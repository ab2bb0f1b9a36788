//! Core types and trait definitions for the Swasthya health assistant.
//!
//! This crate is deliberately free of HTTP and database dependencies. The
//! knowledge store and the translation service are reached through the
//! [`store::KnowledgeStore`] and [`translate::Translator`] traits; transport
//! adapters drive everything through [`assistant::Assistant`].

pub mod assistant;
pub mod disease;
pub mod error;
pub mod language;
pub mod normalize;
pub mod resolver;
pub mod schedule;
pub mod session;
pub mod store;
pub mod translate;

pub use error::{Error, Result};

##########

Problem statement -> The line with "Swasthya health assistant.", the last line of the data above, and every line between them should be duplicated exactly, with nothing else.

Response area ->
//! Core types and trait definitions for the Swasthya health assistant.
//!
//! This crate is deliberately free of HTTP and database dependencies. The
//! knowledge store and the translation service are reached through the
//! [`store::KnowledgeStore`] and [`translate::Translator`] traits; transport
//! adapters drive everything through [`assistant::Assistant`].

pub mod assistant;
pub mod disease;
pub mod error;
pub mod language;
pub mod normalize;
pub mod resolver;
pub mod schedule;
pub mod session;
pub mod store;
pub mod translate;

pub use error::{Error, Result};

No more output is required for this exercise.